Chapter 2 Heading Graphic
On October 15, 1997 a massive Titan IVB/ Centaur rocket launched the Cassini-Huygens space probe toward Saturn. Once in interplanetary space, Cassini-Huygens reached speeds of 13,000 m/s or 29,000 mph. No Earth-bound vehicle comes close to this extraordinary velocity. After traveling for nearly seven years—and three and a half billion kilometers—the spacecraft successfully arrived on schedule at Saturn on June 30, 2004. The Earth orbits the Sun at a speed of 29,780 m/s, while Saturn orbits at 9,670 m/s. By comparison, a bullet travels at 240 m/s (540 mph). Cassini-Huygen’s navigators had to launch while moving 124 times as fast as a bullet, and hit a target moving 40 times as fast as a bullet, after traveling 3.5 billion kilometers. The Cassini-Huygens mission is an extraordinary feat of navigation and it required precise control of the spacecraft’s motion through time and space.
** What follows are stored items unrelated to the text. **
//! TCP listener: accept loop, control-center allow-list, one task per
//! connection.
//!
//! The accept loop polls a shared `AtomicBool` between accepts, using a short
//! accept timeout so a cleared flag is noticed promptly even when nobody is
//! connecting.  Clearing the flag stops new connections only; sessions already
//! running keep going until their own peer disconnects.

use std::net::{IpAddr, SocketAddr};
use std::sync::atomic::{AtomicBool, Ordering};
use std::sync::Arc;
use std::time::Duration;

use ntcip_core::session::{AddressCheck, EventSink, ProtocolSession};
use thiserror::Error;
use tokio::net::TcpListener;
use tokio::time::timeout;
use tracing::{error, info, info_span, warn, Instrument};
use uuid::Uuid;

use super::connection::run_session;
use crate::application::dispatch::Dispatcher;

const ACCEPT_POLL: Duration = Duration::from_millis(200);

/// Error type for the listener.
#[derive(Debug, Error)]
pub enum NetworkError {
    #[error("bind failed on {addr}: {source}")]
    BindFailed {
        addr: SocketAddr,
        #[source]
        source: std::io::Error,
    },
    #[error("I/O error: {0}")]
    Io(#[from] std::io::Error),
}

/// Control centers allowed to connect.
#[derive(Debug, Clone, PartialEq, Eq)]
pub struct AllowList {
    centers: Vec<IpAddr>,
    allow_any: bool,
}

impl AllowList {
    /// Only the given addresses may connect.
    pub fn only(centers: Vec<IpAddr>) -> Self {
        Self {
            centers,
            allow_any: false,
        }
    }

    /// Test mode: anyone may connect.
    pub fn any() -> Self {
        Self {
            centers: Vec::new(),
            allow_any: true,
        }
    }

    pub fn permits(&self, ip: IpAddr) -> bool {
        self.allow_any || self.centers.contains(&ip.to_canonical())
    }
}

/// Per-session settings applied to every accepted connection.
#[derive(Debug, Clone, Copy, PartialEq, Eq)]
pub struct SessionSettings {
    pub address: AddressCheck,
    pub ack_timeout: Duration,
    pub assembly_gap: Duration,
}

/// Bound TCP listener for the device.
pub struct Listener {
    listener: TcpListener,
    allow: AllowList,
    dispatcher: Arc<Dispatcher>,
    events: Arc<dyn EventSink>,
    settings: SessionSettings,
}

impl Listener {
    /// Binds `addr`.
    ///
    /// # Errors
    ///
    /// Returns [`NetworkError::BindFailed`] if the address is in use or not
    /// permitted.
    pub async fn bind(
        addr: SocketAddr,
        allow: AllowList,
        dispatcher: Arc<Dispatcher>,
        events: Arc<dyn EventSink>,
        settings: SessionSettings,
    ) -> Result<Self, NetworkError> {
        let listener = TcpListener::bind(addr)
            .await
            .map_err(|source| NetworkError::BindFailed { addr, source })?;
        Ok(Self {
            listener,
            allow,
            dispatcher,
            events,
            settings,
        })
    }

    /// The address actually bound (useful with port 0).
    ///
    /// # Errors
    ///
    /// Returns [`NetworkError::Io`] if the socket cannot report its address.
    pub fn local_addr(&self) -> Result<SocketAddr, NetworkError> {
        Ok(self.listener.local_addr()?)
    }

    /// Accepts connections until `running` is cleared.
    ///
    /// # Errors
    ///
    /// Accept errors are logged and the loop continues, so this only returns
    /// `Ok(())` today; the `Result` leaves room for fatal listener errors.
    pub async fn run(self, running: Arc<AtomicBool>) -> Result<(), NetworkError> {
        info!(addr = ?self.listener.local_addr().ok(), "listening for control centers");

        while running.load(Ordering::Relaxed) {
            let (stream, peer) = match timeout(ACCEPT_POLL, self.listener.accept()).await {
                Ok(Ok(accepted)) => accepted,
                Ok(Err(e)) => {
                    error!("accept error: {e}");
                    continue;
                }
                Err(_) => continue,
            };

            if !self.allow.permits(peer.ip()) {
                warn!(%peer, "connection from address not on allow-list; dropped");
                drop(stream);
                continue;
            }

            let conn_id = Uuid::new_v4();
            let session = ProtocolSession::new(Arc::clone(&self.dispatcher), Arc::clone(&self.events))
                .with_address_check(self.settings.address)
                .with_ack_timeout(self.settings.ack_timeout);
            let gap = self.settings.assembly_gap;
            let span = info_span!("connection", id = %conn_id, %peer);

            tokio::spawn(
                async move {
                    info!("control center connected");
                    match run_session(stream, session, gap).await {
                        Ok(()) => info!("session closed"),
                        Err(e) => warn!("session ended with error: {e}"),
                    }
                }
                .instrument(span),
            );
        }

        info!("shutdown flag set; stopping accept loop");
        Ok(())
    }
}

#[cfg(test)]
mod tests {
    use super::*;

    #[test]
    fn test_allow_list_permits_listed_address_only() {
        // Arrange
        let allow = AllowList::only(vec!["10.0.0.5".parse().unwrap()]);

        // Act / Assert
        assert!(allow.permits("10.0.0.5".parse().unwrap()));
        assert!(!allow.permits("10.0.0.6".parse().unwrap()));
    }

    #[test]
    fn test_allow_list_accepts_ipv4_mapped_peer() {
        let allow = AllowList::only(vec!["127.0.0.1".parse().unwrap()]);
        assert!(allow.permits("::ffff:127.0.0.1".parse().unwrap()));
    }

    #[test]
    fn test_allow_any_permits_everyone() {
        let allow = AllowList::any();
        assert!(allow.permits("192.168.100.200".parse().unwrap()));
        assert!(allow.permits("::1".parse().unwrap()));
    }

    #[test]
    fn test_empty_allow_list_permits_nobody() {
        assert!(!AllowList::only(Vec::new()).permits("127.0.0.1".parse().unwrap()));
    }
}
//! Handlers for the implemented general-group commands.

use ntcip_core::message::{code, MessageGroup, Reply, TimeSync, RESET_PARAM};
use tracing::info;

use super::clock::seconds_of_day;
use super::dispatch::{HandlerContext, ValidationError};

/// Largest drift, in seconds, still answered with "setting accepted".
pub const DRIFT_TOLERANCE: u32 = 3;

/// `0F 10`: reset.  Always answers `0F 90 52 52`, whatever the data.
pub fn reset(ctx: &HandlerContext<'_>, _data: &[u8]) -> Result<Option<Vec<u8>>, ValidationError> {
    info!(seq = ctx.seq, addr = ctx.addr, "reset requested");
    Ok(Some(Reply::ResetAck { param: RESET_PARAM }.to_payload()))
}

/// `0F 12`: time sync.
///
/// Compares the requested time of day with the local clock.  Within
/// [`DRIFT_TOLERANCE`] the setting is accepted; beyond it the drift is
/// reported, clamped to 128 seconds.
pub fn time_sync(ctx: &HandlerContext<'_>, data: &[u8]) -> Result<Option<Vec<u8>>, ValidationError> {
    let requested = TimeSync::parse(data)?;
    let drift = requested.drift_from(seconds_of_day(ctx.clock));
    info!(
        seq = ctx.seq,
        drift,
        "time sync {:02}:{:02}:{:02}",
        requested.hour,
        requested.minute,
        requested.second
    );

    let reply = if drift > DRIFT_TOLERANCE {
        Reply::time_drift(drift)
    } else {
        Reply::SettingAccepted {
            group: MessageGroup::General as u8,
            code: code::TIME_SYNC,
        }
    };
    Ok(Some(reply.to_payload()))
}

#[cfg(test)]
mod tests {
    use super::*;
    use crate::application::clock::MockClock;
    use chrono::NaiveDate;
    use ntcip_core::message::MessageError;

    fn clock_at(h: u32, m: u32, s: u32) -> MockClock {
        let mut clock = MockClock::new();
        clock.expect_now().returning(move || {
            NaiveDate::from_ymd_opt(2024, 3, 15)
                .unwrap()
                .and_hms_opt(h, m, s)
                .unwrap()
        });
        clock
    }

    #[test]
    fn test_reset_never_consults_clock() {
        // Arrange – a mock with no expectations panics if called
        let clock = MockClock::new();
        let ctx = HandlerContext {
            seq: 1,
            addr: 1,
            clock: &clock,
        };

        // Act
        let reply = reset(&ctx, &[0xFF]).unwrap();

        // Assert
        assert_eq!(reply, Some(vec![0x0F, 0x90, 0x52, 0x52]));
    }

    #[test]
    fn test_time_sync_across_midnight_reports_clamped_drift() {
        // Arrange – device at 00:00:01, request at 23:59:59
        let clock = clock_at(0, 0, 1);
        let ctx = HandlerContext {
            seq: 1,
            addr: 1,
            clock: &clock,
        };

        // Act
        let reply = time_sync(&ctx, &[24, 3, 14, 4, 23, 59, 59]).unwrap();

        // Assert – 86 398 s apart, clamped to 128
        assert_eq!(reply, Some(vec![0x0F, 0x92, 128]));
    }

    #[test]
    fn test_time_sync_exactly_128_seconds_is_reported_as_is() {
        let clock = clock_at(10, 0, 0);
        let ctx = HandlerContext {
            seq: 1,
            addr: 1,
            clock: &clock,
        };

        let reply = time_sync(&ctx, &[24, 3, 15, 5, 10, 2, 8]).unwrap();

        assert_eq!(reply, Some(vec![0x0F, 0x92, 128]));
    }

    #[test]
    fn test_time_sync_validation_error_names_field() {
        let clock = MockClock::new();
        let ctx = HandlerContext {
            seq: 1,
            addr: 1,
            clock: &clock,
        };

        let err = time_sync(&ctx, &[24, 3, 15, 9, 10, 0, 0]).unwrap_err();

        assert_eq!(
            err,
            ValidationError::Malformed(MessageError::FieldOutOfRange {
                field: "weekday",
                value: 9
            })
        );
    }
}
//! Application layer: which requests the center sends.
//!
//! - **`commands`** – the operator commands and the payloads (or raw bytes)
//!   each one puts on the wire.

pub mod commands;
Path to Saturn for satellite Cassini-Huygens Cassini's mission planners calculated that a direct flight from Earth to Saturn would burn too much fuel, and also pass up opportunities to explore other planets. The mission planners devised a clever but complex trajectory that included two flybys of Venus, a flyby of Earth and a fourth flyby of Jupiter. Each flyby served two purposes. First, each was an opportunity for the spacecraft to make new scientific observations. Second, each close-approach allowed a gravitational “slingshot” maneuver providing extra velocity. Only after the four “gravity assists” was Cassini-Huygens able to reach Saturn. Show Details on a gravity assist maneuver
How does physics help us to understand how to send spacecraft to other planets? This chapter is about motion and the relationship between motion—position, velocity, and acceleration—and force. We will start with one-dimensional motion, but the techniques we develop carry over directly to three-dimensional motion. The techniques of this chapter are the very same techniques that Cassini-Huygen’s engineers and scientists used to calculate and control the spacecraft over its incredible journey.